Le sol sous ses pieds tremble légèrement, comme si quelque chose d’immense passait juste au-dessous. Metis avait compris que le rêveur ne tentait d’appeler que certaines personnes, il comprend aussi que pour une raison ou une autre il rappelle au rêveur ce qu’il essait précisément de fuir… un occidental ?
La voiture fait un soubresaut, probablement un trou, les autorités du camp n’ont pas juges utile de faire des routes en goudron (plus polluantes qu’utiles étant donné qu’il faudrait en plus les détruire à la fin du projet). Les pistes sont faites de sable tassés régulièrement arrosées et séchées au soleil. Il peut cependant arriver que quelques outils ou matériau de construction tombe d’un pick-up mal sécurisé, la sable peut alors l’engloutir à la faveur d’un coup de vent, disparaitre et entamer une seconde vie d’obstacle à la circulation quasi-invisible. Metis se réveille, le rêveur l’a remarqué. Il aurait voulu passer un peu plus de temps à l’étudier mais le temps manque, il doit le confronter, et pour cela il devra être sûr de ne pas être dérangé.
Le soir venu il fait l’effort de rester éveillé un peu plus tard que d’habitude, il veut s’endormir avec la majeure partie du camp.
Il est allé diner avec les autres, la séance de formation est presque terminée de toutes manières, et il a rabâché la même chose tellement de fois qu’il pourrait le répéter à la virgule près sans la présentation Power Point.
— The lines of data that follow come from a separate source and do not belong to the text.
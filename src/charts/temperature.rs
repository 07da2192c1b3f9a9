//! Average temperature panel (grid cell 0,1).
//!
//! This panel does not go through the wide-table reshaper: the temperature
//! series is a plain per-(city, month) file loaded directly.

use super::{PanelFonts, YearBounds, pad_range, panel_fonts, panel_margin};
use crate::error::LoadError;
use crate::loader;
use crate::models::TemperatureRecord;
use crate::viz::util::{fmt_tick, fractional_year, left_label_width_px, office_color};
use anyhow::{Result, anyhow, bail};
use num_format::Locale;
use plotters::backend::DrawingBackend;
use plotters::coord::Shift;
use plotters::prelude::*;
use plotters::style::FontFamily;
use std::path::PathBuf;

/// Monthly average land temperature, line plot against the date axis.
#[derive(Debug, Clone)]
pub struct TemperatureChart {
    pub source: PathBuf,
    pub country: String,
    /// Kept years, exclusive on both ends. Note: starts one year earlier
    /// than the forest/emissions panels.
    pub bounds: YearBounds,
}

impl Default for TemperatureChart {
    fn default() -> Self {
        Self {
            source: PathBuf::from(super::TEMPERATURE_FILE),
            country: "Angola".into(),
            bounds: YearBounds {
                after: 1989,
                before: 2016,
            },
        }
    }
}

impl TemperatureChart {
    /// Load the country's rows, apply the year bounds, sort by date.
    pub fn prepare(&self) -> Result<Vec<TemperatureRecord>, LoadError> {
        let mut records = loader::load_temperatures(&self.source, &self.country)?;
        records.retain(|r| self.bounds.contains(r.year));
        records.sort_by_key(|r| r.date);
        Ok(records)
    }

    pub fn render<DB>(&self, area: &DrawingArea<DB, Shift>, locale: &'static Locale) -> Result<()>
    where
        DB: DrawingBackend,
    {
        let records = self.prepare()?;
        self.draw(area, &records, locale)
    }

    pub fn draw<DB>(
        &self,
        area: &DrawingArea<DB, Shift>,
        records: &[TemperatureRecord],
        locale: &'static Locale,
    ) -> Result<()>
    where
        DB: DrawingBackend,
    {
        if records.is_empty() {
            bail!("{}: no temperature rows to plot", self.country);
        }
        let (_, cell_h) = area.dim_in_pixel();
        let fonts: PanelFonts = panel_fonts(cell_h);

        // Dates ride on a fractional-year f64 axis labeled with whole years.
        let xs: Vec<f64> = records.iter().map(|r| fractional_year(r.date)).collect();
        let (mut x_min, mut x_max) = (
            xs.iter().cloned().fold(f64::INFINITY, f64::min),
            xs.iter().cloned().fold(f64::NEG_INFINITY, f64::max),
        );
        if (x_max - x_min).abs() < f64::EPSILON {
            x_min -= 0.5;
            x_max += 0.5;
        }
        let (y_min, y_max) = pad_range(
            records.iter().map(|r| r.avg_temp).fold(f64::INFINITY, f64::min),
            records
                .iter()
                .map(|r| r.avg_temp)
                .fold(f64::NEG_INFINITY, f64::max),
        );
        let label_w = left_label_width_px(y_min, y_max, 10, fonts.tick, locale);

        let mut chart = ChartBuilder::on(area)
            .margin(panel_margin(cell_h))
            .caption(
                format!("{} - Average Temperature from 1990 to 2015", self.country),
                (FontFamily::SansSerif, fonts.title),
            )
            .set_label_area_size(LabelAreaPosition::Left, label_w)
            .set_label_area_size(LabelAreaPosition::Bottom, fonts.axis * 3)
            .build_cartesian_2d(x_min..x_max, y_min..y_max)
            .map_err(|e| anyhow!("{:?}", e))?;

        chart
            .configure_mesh()
            .x_desc("Year")
            .y_desc("Average Temperature (°C)")
            .x_labels(12)
            .y_labels(10)
            .x_label_formatter(&|x| (x.floor() as i32).to_string())
            .y_label_formatter(&|v| fmt_tick(*v, locale))
            .label_style((FontFamily::SansSerif, fonts.tick))
            .axis_desc_style((FontFamily::SansSerif, fonts.axis))
            .draw()
            .map_err(|e| anyhow!("{:?}", e))?;

        let color = office_color(0);
        let style = ShapeStyle {
            color,
            filled: false,
            stroke_width: 2,
        };
        let elem = chart
            .draw_series(LineSeries::new(
                records.iter().map(|r| (fractional_year(r.date), r.avg_temp)),
                style,
            ))
            .map_err(|e| anyhow!("{:?}", e))?;
        let legend_text = self.country.clone();
        elem.label(legend_text.clone()).legend(move |(x, y)| {
            EmptyElement::at((x, y))
                + Circle::new((x + 8, y), 4, color.filled())
                + Text::new(
                    legend_text.clone(),
                    (x + 20, y),
                    (FontFamily::SansSerif, fonts.tick),
                )
        });

        chart
            .configure_series_labels()
            .border_style(BLACK)
            .position(SeriesLabelPosition::LowerRight)
            .background_style(WHITE.mix(0.85))
            .label_font((FontFamily::SansSerif, fonts.tick))
            .draw()
            .map_err(|e| anyhow!("{:?}", e))?;
        Ok(())
    }
}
Il se retrouve ensuite dans la salle des expats pour un dernier café avant d’aller se coucher, une grande partie des plaisanteries reposent sur la bouteille de Tequila vide derrière le serveur qui a toutes les peines du monde à expliquer d’où elle provient, comment a-t-elle pu se vider et y aurait-il moyen d’en avoir une larme ou deux dans le café (clin d’œil guère discret à l’appuis) ? Tout le monde avait vu la bouteille, mais les suspicions avaient commencées lorsque Métis avait remarqué qu’il s’agissait là d’une décoration étrange, qui pouvait bien acheter une bouteille vide (la vente d’alcool étant sévèrement contrôlée et illégale dans le camp) ? La gêne du serveur, qui ne sait pas jusqu’où les accusations sont sérieuses et s’inquiète des possible conséquences, ne le rend que plus coupable aux yeux du groupe hilare. Le serveur perd littéralement 20 kilos en soulagement lorsque la moitié du groupe décrète la pause cigarette. Ce qui entraine l’autre moitié dehors aussi, Métis ne fume pas, mais la relative gaminerie ambiante a un côté attachant.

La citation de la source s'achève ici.